When you are choosing a sturdy wood for your kitchen, it can seem like the most obvious choice is going to be a hardy wood, which will be able to take the pressure of everyday life such as staining and heat.

And if you are a bit cautious and conservative, the wood you would choose would be oak.

But there are many other kinds of wood which can offer the same robustness as an oak surface, and add a different hue to your kitchen without that high price tag. In modern-day designs, many people are choosing more striking woods, such as mahogany to furnish their kitchens. Even a beech worktop UK is now becoming much more commonplace!

But does beech offer all of the same advantages as oak? Here, these two kinds of wood are compared concerning making a suitable kitchen countertop.

Scorch/heat

When in their natural form, there are few (if any!) woods which are scorch or heat resistant.

However, once the wood has been processed by a skilled craftsperson for use in a kitchen, each type will have a scorch and heat resistant layer applied synthetically.

In this regard, both an oak and a beech worktop are hardy when it comes to deflecting heat and scorch marks, meaning that you will be able to place a frying pan onto your beech worktop without worrying about leaving a burn mark.

Staining

Like heat resistance, woods are naturally porous and so, they must undertake sanding and varnishing to make them stain resistant.

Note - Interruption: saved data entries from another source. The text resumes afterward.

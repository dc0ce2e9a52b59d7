// localci/src/error.rs

//! Error model for pipeline runs.
//!
//! A failing step produces a [`StepError`] carrying the step's name, a human
//! readable message (usually with the captured stderr) and an optional
//! [`StepCause`]. Everything the runner or the supervisor can return is a
//! [`CiError`].
//!
//! Matching is by identity rather than by text: two step errors are "the same"
//! when they name the same step, whatever their message or cause. Use
//! [`CiError::is`] on a bare value, or [`error_is`] to search through a chain
//! of wrappers (e.g. `anyhow` context).

use std::error::Error as StdError;
use std::fmt;
use thiserror::Error;

use crate::core::control::Signal;

#[derive(Debug, Error)]
pub enum CiError {
  /// Bad input, e.g. a missing project directory. Raised before any process starts.
  #[error("Validation failed: {0}")]
  Validation(String),

  #[error("This OS is not supported: {0}")]
  UnsupportedOs(String),

  #[error("{0}")]
  Step(#[from] StepError),

  /// The run was aborted by an external termination signal.
  #[error("{signal}: Exiting: Received a signal")]
  Signal { signal: Signal },

  /// Writing a success line to the output sink failed.
  #[error("Failed to write step output: {0}")]
  Sink(#[source] std::io::Error),

  #[error("Failed to register signal handlers: {0}")]
  SignalSetup(#[source] std::io::Error),
}

impl CiError {
  /// The "Is" relation.
  ///
  /// Step errors match when their step names are equal; every other variant
  /// matches any value of the same variant (payloads are ignored, so
  /// `CiError::Validation(String::new())` works as a sentinel).
  pub fn is(&self, target: &CiError) -> bool {
    match (self, target) {
      (CiError::Step(a), CiError::Step(b)) => a == b,
      (a, b) => std::mem::discriminant(a) == std::mem::discriminant(b),
    }
  }

  /// Name of the failing step, if this is a step failure.
  pub fn step_name(&self) -> Option<&str> {
    match self {
      CiError::Step(e) => Some(e.step()),
      _ => None,
    }
  }

  /// Sentinel for [`CiError::Validation`], for use with [`error_is`].
  pub fn validation() -> Self {
    CiError::Validation(String::new())
  }

  /// Sentinel for [`CiError::Signal`], for use with [`error_is`].
  pub fn interrupted() -> Self {
    CiError::Signal {
      signal: Signal::Interrupt,
    }
  }

  /// Sentinel matching any failure of the step called `step`.
  pub fn step_failed(step: impl Into<String>) -> Self {
    CiError::Step(StepError::new(step, "", None))
  }
}

/// Failure of a single named step. Immutable once built.
#[derive(Debug)]
pub struct StepError {
  step: String,
  message: String,
  cause: Option<StepCause>,
}

impl StepError {
  pub fn new(step: impl Into<String>, message: impl Into<String>, cause: Option<StepCause>) -> Self {
    Self {
      step: step.into(),
      message: message.into(),
      cause,
    }
  }

  pub fn step(&self) -> &str {
    &self.step
  }

  pub fn message(&self) -> &str {
    &self.message
  }

  /// The nested cause, if any.
  pub fn cause(&self) -> Option<&StepCause> {
    self.cause.as_ref()
  }

  pub fn is_deadline_exceeded(&self) -> bool {
    matches!(self.cause, Some(StepCause::DeadlineExceeded))
  }
}

impl fmt::Display for StepError {
  fn fmt(&self, f: &mut fmt::Formatter<'_>) -> fmt::Result {
    write!(f, "Step: {:?}: {}", self.step, self.message)?;
    match &self.cause {
      Some(cause) => write!(f, ": Cause: {}", cause),
      None => Ok(()),
    }
  }
}

impl StdError for StepError {
  fn source(&self) -> Option<&(dyn StdError + 'static)> {
    self.cause.as_ref().map(|c| c as &(dyn StdError + 'static))
  }
}

// Identity is the step name only.
impl PartialEq for StepError {
  fn eq(&self, other: &Self) -> bool {
    self.step == other.step
  }
}

impl Eq for StepError {}

/// Why a step failed.
#[derive(Debug, Error)]
pub enum StepCause {
  /// The step ran past its deadline and was killed.
  #[error("context deadline exceeded")]
  DeadlineExceeded,

  /// The command could not be started (executable not found, bad directory, ...).
  #[error("{0}")]
  Spawn(#[source] std::io::Error),

  #[error("{}", describe_exit(.code))]
  Exit { code: Option<i32> },

  /// A fault-tolerant check exited cleanly but reported findings.
  #[error("check reported findings")]
  Findings { report: String },
}

fn describe_exit(code: &Option<i32>) -> String {
  match code {
    Some(code) => format!("exit status {}", code),
    None => "terminated by signal".to_string(),
  }
}

pub type CiResult<T, E = CiError> = std::result::Result<T, E>;

/// Walks `err` and its `source()` chain, returning true if any level is a
/// [`CiError`] or [`StepError`] that matches `target` under [`CiError::is`].
pub fn error_is(err: &(dyn StdError + 'static), target: &CiError) -> bool {
  let mut current = Some(err);
  while let Some(e) = current {
    if let Some(ci) = e.downcast_ref::<CiError>() {
      if ci.is(target) {
        return true;
      }
    } else if let (Some(step_err), CiError::Step(wanted)) = (e.downcast_ref::<StepError>(), target) {
      if step_err == wanted {
        return true;
      }
    }
    current = e.source();
  }
  false
}

/// Walks the chain looking for the deadline sentinel.
pub fn is_deadline_exceeded(err: &(dyn StdError + 'static)) -> bool {
  let mut current = Some(err);
  while let Some(e) = current {
    if matches!(e.downcast_ref::<StepCause>(), Some(StepCause::DeadlineExceeded)) {
      return true;
    }
    current = e.source();
  }
  false
}
// localci/src/pipeline/mod.rs

//! Defines the `Pipeline` struct, its construction, and its sequential execution.

pub mod definition;
pub mod execution;
pub mod presets;

// Re-export the main Pipeline struct
pub use definition::Pipeline;
pub use presets::{go_pipeline, PresetOptions};
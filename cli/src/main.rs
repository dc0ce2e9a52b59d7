// localci-cli/src/main.rs

mod config;
mod errors;

use crate::config::AppConfig;
use crate::errors::Result as AppResult;

use localci::{ensure_supported_os, go_pipeline, RunOutcome, Supervisor, SystemLauncher};
use std::process::ExitCode;
use std::sync::Arc;
use tracing_subscriber::EnvFilter;

#[tokio::main]
async fn main() -> ExitCode {
  // Logs go to stderr; stdout carries only the step success lines.
  tracing_subscriber::fmt()
    .with_env_filter(EnvFilter::try_from_default_env().unwrap_or_else(|_| EnvFilter::new("info"))) // Allow RUST_LOG override
    .with_writer(std::io::stderr)
    .init();

  match run().await {
    Ok(()) => ExitCode::SUCCESS,
    Err(e) => {
      tracing::error!(error = %e, "An error occurred.");
      eprintln!("An error: {}", e);
      ExitCode::from(e.exit_code())
    }
  }
}

async fn run() -> AppResult<()> {
  ensure_supported_os()?;
  let config = AppConfig::load()?;

  let pipeline = go_pipeline(config.project()?, &config.preset_options(), Arc::new(SystemLauncher))?;
  tracing::info!(project = %config.project_dir.display(), steps = ?pipeline.step_names(), "Starting local CI run.");

  let supervisor = Supervisor::new(pipeline);
  let mut stdout = std::io::stdout().lock();
  let result = supervisor.run(&mut stdout).await;

  tracing::info!(outcome = ?RunOutcome::of(&result), "Local CI run finished.");
  result.map_err(Into::into)
}
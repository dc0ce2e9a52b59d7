// localci/src/core/process.rs

//! The process boundary: how steps hand a command to the operating system.
//!
//! Steps never spawn processes themselves. They describe a [`CommandSpec`] and
//! ask a [`Launcher`] to run it, which keeps the steps testable with scripted
//! launchers and leaves a single place where children are spawned and killed.

use std::path::PathBuf;
use std::process::Stdio;

use async_trait::async_trait;
use tokio::process::Command;
use tracing::{debug, trace, warn};

use crate::error::{CiError, CiResult};

/// A command to run: `program args...` inside `dir`.
#[derive(Debug, Clone, PartialEq, Eq)]
pub struct CommandSpec {
  pub program: String,
  pub args: Vec<String>,
  pub dir: PathBuf,
  /// Collect standard output into [`ProcessOutput::stdout`] instead of discarding it.
  pub capture_stdout: bool,
}

/// What a finished process left behind.
#[derive(Debug, Clone, Default, PartialEq, Eq)]
pub struct ProcessOutput {
  /// Exit code, `None` if the process was killed by a signal.
  pub code: Option<i32>,
  /// Empty unless the command asked for `capture_stdout`.
  pub stdout: String,
  pub stderr: String,
}

impl ProcessOutput {
  pub fn success(&self) -> bool {
    self.code == Some(0)
  }
}

/// Runs commands to completion.
///
/// Implementations must stop the child process (and anything it started) when
/// the returned future is dropped before it resolves: that is how deadlines and
/// interrupts terminate an in-flight command.
#[async_trait]
pub trait Launcher: Send + Sync {
  /// `Err` means the process could not be started or waited on.
  async fn launch(&self, command: &CommandSpec) -> std::io::Result<ProcessOutput>;
}

/// Spawns real processes with `tokio::process`.
#[derive(Debug, Clone, Copy, Default)]
pub struct SystemLauncher;

#[async_trait]
impl Launcher for SystemLauncher {
  async fn launch(&self, command: &CommandSpec) -> std::io::Result<ProcessOutput> {
    debug!(
      program = %command.program,
      args = ?command.args,
      dir = %command.dir.display(),
      "spawning command"
    );

    let mut std_cmd = std::process::Command::new(&command.program);
    std_cmd
      .args(&command.args)
      .current_dir(&command.dir)
      .stdin(Stdio::null())
      .stderr(Stdio::piped());
    if command.capture_stdout {
      std_cmd.stdout(Stdio::piped());
    } else {
      std_cmd.stdout(Stdio::null());
    }
    // Own process group, so grandchildren (`sh -c`, git's ssh) can be killed with it.
    #[cfg(unix)]
    std::os::unix::process::CommandExt::process_group(&mut std_cmd, 0);

    let mut cmd = Command::from(std_cmd);
    cmd.kill_on_drop(true);

    // `output()` would re-pipe stdout; spawn + wait keeps the Stdio set above.
    let child = cmd.spawn()?;
    let group = GroupKillGuard { pgid: child.id() };
    let output = child.wait_with_output().await?;
    group.disarm();
    trace!(status = %output.status, "command exited");

    Ok(ProcessOutput {
      code: output.status.code(),
      stdout: String::from_utf8_lossy(&output.stdout).into_owned(),
      stderr: String::from_utf8_lossy(&output.stderr).into_owned(),
    })
  }
}

/// Kills the child's whole process group if the launch future is dropped
/// (deadline or interrupt) before the child was waited on.
struct GroupKillGuard {
  pgid: Option<u32>,
}

impl GroupKillGuard {
  fn disarm(mut self) {
    self.pgid = None;
  }
}

impl Drop for GroupKillGuard {
  fn drop(&mut self) {
    if let Some(pgid) = self.pgid.take() {
      kill_process_group(pgid);
    }
  }
}

#[cfg(unix)]
fn kill_process_group(pgid: u32) {
  use nix::sys::signal::{killpg, Signal};
  use nix::unistd::Pid;

  match killpg(Pid::from_raw(pgid as i32), Signal::SIGKILL) {
    Ok(()) => debug!(pgid, "killed process group"),
    Err(nix::errno::Errno::ESRCH) => {}
    Err(e) => warn!(pgid, error = %e, "SIGKILL to process group failed"),
  }
}

// kill_on_drop covers the direct child; there are no process groups to signal.
#[cfg(not(unix))]
fn kill_process_group(_pgid: u32) {}

/// Rejects hosts the pipeline cannot run on.
pub fn ensure_supported_os() -> CiResult<()> {
  if cfg!(windows) {
    return Err(CiError::UnsupportedOs(std::env::consts::OS.to_string()));
  }
  Ok(())
}
// localci-cli/src/config.rs

use crate::errors::{AppError, Result};
use clap::Parser;
use localci::{validate_project_dir, PresetOptions};
use std::path::PathBuf;
use std::time::Duration;

/// Build, test, format-check and push a Go project, stopping at the first failure.
#[derive(Debug, Clone, Parser)]
#[command(name = "localci", version, about)]
pub struct Args {
  /// Project directory
  #[arg(short = 'p', long = "project", env = "LOCALCI_PROJECT", default_value = "")]
  pub project: String,

  /// Deadline for `git push`, in seconds (0 uses the 30s step default)
  #[arg(long, env = "LOCALCI_PUSH_TIMEOUT", default_value_t = 10)]
  pub push_timeout: u64,

  /// Remote to push to
  #[arg(long, env = "LOCALCI_REMOTE", default_value = "origin")]
  pub remote: String,

  /// Branch to push
  #[arg(long, env = "LOCALCI_BRANCH", default_value = "master")]
  pub branch: String,
}

#[derive(Debug, Clone)]
pub struct AppConfig {
  pub project_dir: PathBuf,
  pub push_timeout: Duration,
  pub remote: String,
  pub branch: String,
}

impl AppConfig {
  /// Loads `.env` (if present), then parses flags with environment fallbacks.
  pub fn load() -> Result<Self> {
    dotenvy::dotenv().ok(); // Load .env file if present
    Self::from_args(Args::parse())
  }

  pub fn from_args(args: Args) -> Result<Self> {
    validate_project_dir(&args.project)?;

    let project_dir = PathBuf::from(&args.project);
    if !project_dir.is_dir() {
      return Err(AppError::from(localci::CiError::Validation(format!(
        "Project directory '{}' does not exist",
        project_dir.display()
      ))));
    }
    if args.remote.trim().is_empty() || args.branch.trim().is_empty() {
      return Err(AppError::Config("Remote and branch must not be empty".to_string()));
    }

    tracing::debug!(project = %project_dir.display(), push_timeout_secs = args.push_timeout, "Configuration loaded.");

    Ok(Self {
      project_dir,
      push_timeout: Duration::from_secs(args.push_timeout),
      remote: args.remote,
      branch: args.branch,
    })
  }

  pub fn project(&self) -> Result<&str> {
    self
      .project_dir
      .to_str()
      .ok_or_else(|| AppError::Config(format!("Project path is not valid UTF-8: {}", self.project_dir.display())))
  }

  pub fn preset_options(&self) -> PresetOptions {
    PresetOptions {
      push_timeout: Some(self.push_timeout),
      remote: self.remote.clone(),
      branch: self.branch.clone(),
    }
  }
}
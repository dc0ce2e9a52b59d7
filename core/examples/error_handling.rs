// localci/examples/error_handling.rs

use anyhow::Context;
use localci::{error_is, is_deadline_exceeded, CiError, Pipeline, StepDef, StrictStep, SystemLauncher, TimeBoundedStep};
use std::sync::Arc;
use std::time::Duration;
use tracing::{info, warn};

#[tokio::main]
async fn main() {
  tracing_subscriber::fmt().with_max_level(tracing::Level::INFO).init();
  info!("--- Error Handling Example ---");

  // Scenario 1: a step exits non-zero
  info!("\nScenario 1: failing step");
  let pipeline = Pipeline::new()
    .with_step(StrictStep::new(
      StepDef::new("prepare", "true", "Prepare: SUCCESS", ".", Vec::<String>::new()),
      Arc::new(SystemLauncher),
    ))
    .with_step(StrictStep::new(
      StepDef::new("compile", "sh", "Compile: SUCCESS", ".", ["-c", "echo 'no main package' >&2; exit 1"]),
      Arc::new(SystemLauncher),
    ));
  report(run(pipeline).await);

  // Scenario 2: a step runs past its deadline
  info!("\nScenario 2: deadline");
  let pipeline = Pipeline::new().with_step(TimeBoundedStep::new(
    StepDef::new("publish", "sleep", "Publish: SUCCESS", ".", ["10"]),
    Some(Duration::from_millis(500)),
    Arc::new(SystemLauncher),
  ));
  report(run(pipeline).await);
}

async fn run(pipeline: Pipeline) -> anyhow::Result<()> {
  let mut out = std::io::stdout();
  pipeline.run(&mut out).await.context("example pipeline failed")
}

fn report(result: anyhow::Result<()>) {
  let Err(err) = result else {
    info!("Pipeline succeeded");
    return;
  };
  if is_deadline_exceeded(err.as_ref()) {
    warn!(error = %format!("{:#}", err), "A step timed out");
  } else if error_is(err.as_ref(), &CiError::step_failed("compile")) {
    warn!(error = %format!("{:#}", err), "The compile step failed");
  } else {
    warn!(error = %format!("{:#}", err), "Unexpected failure");
  }
}
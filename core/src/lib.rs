// src/lib.rs

//! localci: a local continuous-integration runner.
//!
//! localci runs a fixed, ordered list of external commands against a project
//! directory (build, test, format check, publish), stops at the first failure
//! and writes one success line per finished step.
//!
//! - Three step variants behind one [`Execute`] contract: [`StrictStep`],
//!   [`FaultTolerantStep`] and [`TimeBoundedStep`].
//! - A sequential [`Pipeline`] runner that writes to any `std::io::Write` sink.
//! - A [`Supervisor`] that races the pipeline against SIGINT/SIGTERM and kills
//!   the in-flight command when a signal wins.
//! - A structured error model ([`CiError`], [`StepError`]) matched by step name.

pub mod core;
pub mod error;
pub mod pipeline;
pub mod steps;
pub mod supervisor;

// --- Re-exports for the Public API ---

pub use crate::core::control::{RunOutcome, Signal};
pub use crate::core::process::{ensure_supported_os, CommandSpec, Launcher, ProcessOutput, SystemLauncher};
pub use crate::core::step::{Execute, StepDef};

pub use crate::pipeline::definition::{validate_project_dir, Pipeline};
pub use crate::pipeline::presets::{go_pipeline, PresetOptions};

pub use crate::steps::{FaultTolerantStep, StrictStep, TimeBoundedStep, DEFAULT_TIMEOUT};

pub use crate::supervisor::{SignalListener, Supervisor};

pub use crate::error::{error_is, is_deadline_exceeded, CiError, CiResult, StepCause, StepError};

/*
    Typical use:
    1. Call `ensure_supported_os()`.
    2. Build a `Pipeline`, either by hand with `Pipeline::new().with_step(..)` or
       with a preset such as `go_pipeline(project, &options, launcher)`.
    3. Wrap it in a `Supervisor` and `run(&mut out).await` it.
    4. Map the result with `RunOutcome::of(&result)` for reporting.
*/
// localci/src/pipeline/execution.rs

//! Contains the `Pipeline::run()` method, which executes the steps in order and
//! writes each success message to a sink.

use std::io::Write;

use tracing::{event, instrument, Instrument, Level};

use crate::error::{CiError, CiResult};
use crate::pipeline::definition::Pipeline;

impl Pipeline {
  /// Executes every step in order, writing `message\n` to `out` after each success.
  ///
  /// Stops at the first failing step and returns its error unchanged; nothing
  /// is written for the failing step or any step after it. A failed write to
  /// `out` ends the run with [`CiError::Sink`].
  #[instrument(name = "Pipeline::run", skip_all, fields(num_steps = self.steps.len()), err(Display))]
  pub async fn run<W: Write + ?Sized>(&self, out: &mut W) -> CiResult<()> {
    event!(Level::DEBUG, "Pipeline execution starting.");

    for (step_idx, step) in self.steps.iter().enumerate() {
      let step_span = tracing::span!(
        Level::INFO,
        "pipeline_step_execution",
        step_name = step.name(),
        step_index = step_idx
      );

      let message = match step.execute().instrument(step_span.clone()).await {
        Ok(message) => message,
        Err(e) => {
          step_span.in_scope(|| event!(Level::ERROR, error = %e, "Step failed."));
          return Err(CiError::Step(e));
        }
      };

      writeln!(out, "{}", message).map_err(CiError::Sink)?;
      step_span.in_scope(|| event!(Level::INFO, "Step finished successfully."));
    }

    event!(Level::DEBUG, "Pipeline execution completed successfully.");
    Ok(())
  }
}
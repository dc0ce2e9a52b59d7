// localci/src/core/control.rs

//! Defines the outcome of a supervised run and the signals that can end one.

use std::fmt;

use crate::error::{CiError, CiResult};

/// External termination signal that can interrupt a run.
#[derive(Debug, Clone, Copy, PartialEq, Eq)]
pub enum Signal {
  /// SIGINT (Ctrl-C).
  Interrupt,
  /// SIGTERM.
  Terminate,
}

impl fmt::Display for Signal {
  fn fmt(&self, f: &mut fmt::Formatter<'_>) -> fmt::Result {
    match self {
      Signal::Interrupt => f.write_str("interrupt"),
      Signal::Terminate => f.write_str("terminated"),
    }
  }
}

/// Terminal state of a supervised run. Exactly one applies to any result.
#[derive(Debug, Clone, Copy, PartialEq, Eq)]
pub enum RunOutcome {
  /// Every step succeeded.
  Completed,
  /// A step (or the output sink) failed; nothing after it ran.
  StepFailed,
  /// An external signal arrived first.
  Interrupted,
}

impl RunOutcome {
  /// Classifies the result returned by the supervisor.
  ///
  /// Validation and setup errors are reported as `StepFailed`: the run ended
  /// on an error that was not a signal.
  pub fn of(result: &CiResult<()>) -> Self {
    match result {
      Ok(()) => RunOutcome::Completed,
      Err(CiError::Signal { .. }) => RunOutcome::Interrupted,
      Err(_) => RunOutcome::StepFailed,
    }
  }
}
// localci/examples/basic_pipeline.rs
//
// Runs three shell steps in the current directory under the signal supervisor.
// Try pressing Ctrl-C while the last step sleeps.

use localci::{
  FaultTolerantStep, Pipeline, RunOutcome, StepDef, StrictStep, Supervisor, SystemLauncher, TimeBoundedStep,
};
use std::sync::Arc;
use std::time::Duration;
use tracing::{error, info};

#[tokio::main]
async fn main() {
  tracing_subscriber::fmt().with_max_level(tracing::Level::INFO).init();
  let launcher = Arc::new(SystemLauncher);

  let pipeline = Pipeline::new()
    .with_step(StrictStep::new(
      StepDef::new("list", "ls", "List: SUCCESS", ".", ["-la"]),
      launcher.clone(),
    ))
    .with_step(FaultTolerantStep::new(
      StepDef::new("lint", "sh", "Lint: SUCCESS", ".", ["-c", "true"]),
      launcher.clone(),
    ))
    .with_step(TimeBoundedStep::new(
      StepDef::new("wait", "sleep", "Wait: SUCCESS", ".", ["3"]),
      Some(Duration::from_secs(5)),
      launcher,
    ));

  info!(steps = ?pipeline.step_names(), "Running pipeline");
  let supervisor = Supervisor::new(pipeline);
  let mut stdout = std::io::stdout();
  let result = supervisor.run(&mut stdout).await;

  match RunOutcome::of(&result) {
    RunOutcome::Completed => info!("All steps succeeded"),
    outcome => error!(?outcome, error = %result.unwrap_err(), "Pipeline did not complete"),
  }
}

use std::{
    any::{Any, TypeId},
    cell::{Cell, RefCell},
    mem::take,
    rc::Rc,
};

use crate::{
    selector::{EqualityFn, SelectorFn},
    ExternalSource, Selection, Subscription,
};


thread_local! {
    static SCOPES: RefCell<Vec<Rc<ObserverNode>>> = const { RefCell::new(Vec::new()) };
}

/// An observation point, such as a component being rendered.
///
/// Reads made through [`Store::get`](crate::Store::get) inside [`observe`](Self::observe) become
/// memoized selections owned by the observer. `on_change` is called when any of them changes.
/// Reads are matched to selections by call order, so a pass should make the same reads in the same
/// order as the previous one; a read whose source or value type differs from the previous pass
/// replaces that selection.
pub struct Observer(Rc<ObserverNode>);

struct ObserverNode {
    on_change: Box<dyn Fn()>,
    slots: RefCell<Vec<ObservedSlot>>,
    cursor: Cell<usize>,
    is_observing: Cell<bool>,
    is_changed_during_pass: Cell<bool>,
}

struct ObservedSlot {
    key: SlotKey,
    selection: Rc<dyn Any>,
    _subscription: Subscription,
}

/// A selection together with the value the observer last read from it.
struct ObservedSelection<S: ExternalSource, T: 'static> {
    selection: Selection<S, T>,
    last: Rc<RefCell<T>>,
}

#[derive(Clone, Copy, PartialEq, Eq, Debug)]
struct SlotKey {
    source: usize,
    ty: TypeId,
}

impl Observer {
    /// Creates an observer that calls `on_change` when a selection read in its last pass changes.
    ///
    /// A change that happens while a pass is running is reported once, after the pass ends, so
    /// `on_change` may start the next pass synchronously. Calling [`observe`](Self::observe) from
    /// inside a pass of the same observer panics.
    pub fn new(on_change: impl Fn() + 'static) -> Self {
        Self(Rc::new(ObserverNode {
            on_change: Box::new(on_change),
            slots: RefCell::new(Vec::new()),
            cursor: Cell::new(0),
            is_observing: Cell::new(false),
            is_changed_during_pass: Cell::new(false),
        }))
    }

    /// Runs `f` as one observation pass.
    ///
    /// Selections not read during the pass are disposed when it ends.
    pub fn observe<T>(&self, f: impl FnOnce() -> T) -> T {
        assert!(
            !self.0.is_observing.replace(true),
            "`Observer::observe` called recursively."
        );
        struct ScopeGuard<'a>(&'a ObserverNode);
        impl Drop for ScopeGuard<'_> {
            fn drop(&mut self) {
                SCOPES.with(|s| s.borrow_mut().pop());
                self.0.is_observing.set(false);
                let unused = {
                    let mut slots = self.0.slots.borrow_mut();
                    let cursor = self.0.cursor.get().min(slots.len());
                    slots.split_off(cursor)
                };
                drop(unused);
                if self.0.is_changed_during_pass.replace(false) && !std::thread::panicking() {
                    (self.0.on_change)();
                }
            }
        }
        self.0.cursor.set(0);
        self.0.is_changed_during_pass.set(false);
        SCOPES.with(|s| s.borrow_mut().push(self.0.clone()));
        let _guard = ScopeGuard(&self.0);
        f()
    }

    /// Number of selections held from the last pass.
    pub fn len(&self) -> usize {
        self.0.slots.borrow().len()
    }
    pub fn is_empty(&self) -> bool {
        self.len() == 0
    }
}

impl ObserverNode {
    fn changed(&self) {
        if self.is_observing.get() {
            self.is_changed_during_pass.set(true);
        } else {
            (self.on_change)();
        }
    }
}

impl Drop for Observer {
    fn drop(&mut self) {
        let slots = take(&mut *self.0.slots.borrow_mut());
        drop(slots);
    }
}

/// Returns `true` inside [`Observer::observe`].
pub fn is_observing() -> bool {
    SCOPES.with(|s| !s.borrow().is_empty())
}

/// Reads through the innermost active observer, or returns `None` when there is none.
pub(crate) fn select_observed<S, T>(
    source: &S,
    source_id: usize,
    selector: SelectorFn<S::Snapshot, T>,
    equality: EqualityFn<T>,
) -> Option<T>
where
    S: ExternalSource,
    T: Clone + 'static,
{
    let node = SCOPES.with(|s| s.borrow().last().cloned())?;
    let index = node.cursor.get();
    node.cursor.set(index + 1);
    let key = SlotKey {
        source: source_id,
        ty: TypeId::of::<ObservedSelection<S, T>>(),
    };

    let existing = node
        .slots
        .borrow()
        .get(index)
        .filter(|slot| slot.key == key)
        .map(|slot| slot.selection.clone());
    if let Some(observed) = existing.and_then(|s| s.downcast::<ObservedSelection<S, T>>().ok()) {
        observed.selection.set_selector_rc(selector);
        observed.selection.set_equality_rc(equality);
        let value = observed.selection.get();
        *observed.last.borrow_mut() = value.clone();
        return Some(value);
    }

    let selection = Selection::from_rc(source.clone(), selector, equality);
    let value = selection.get();
    let last = Rc::new(RefCell::new(value.clone()));
    let weak = Rc::downgrade(&node);
    let subscription = selection.subscribe_from(last.clone(), move || {
        if let Some(node) = weak.upgrade() {
            node.changed();
        }
    });
    let slot = ObservedSlot {
        key,
        selection: Rc::new(ObservedSelection { selection, last }),
        _subscription: subscription,
    };
    let replaced = {
        let mut slots = node.slots.borrow_mut();
        if index < slots.len() {
            Some(std::mem::replace(&mut slots[index], slot))
        } else {
            slots.push(slot);
            None
        }
    };
    drop(replaced);
    Some(value)
}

Again, in this regard, both oak and beech are equally matched although depending on the maintenance, a beech surface may be more prone to showing darker stains like coffee. So, keep those surfaces oiled for maximum stain-resistance!

Repairs

home maintenance

Woods, in general, are exceedingly easy to repair; if there is a crack in the surface, an application or beeswax can cover the crack. If the damage runs deeper, you can simply sand the surface down.

As beech has such a unique colouring, it can be a bit trickier to find an exact match in waxes, and so, many people choose to use synthetic fillers when repairing these surfaces. But beech is an easy wood to repair and so, when compared to oak, it has no immediate shortcomings.

Maintenance

As mentioned earlier, if you want to keep a wooden work surface in prime condition, you will need to maintain it to prevent stains from forming or to prevent it from appearing dull.

Beech will require oiling every 4-6 weeks to keep it stain proof, liquid resistant and hygienic. For this, it is recommended that you use an oil such as danish oil to keep the surface workable.

Once again, this is a general rule across all wooden surfaces, so it bears little difference to oak.

Longevity

Despite beech being more affordable than oak in many cases, it is a surprisingly durable and hardy wood. It is attractive and appealing in appearance and if maintained, it can last up to 20 years plus!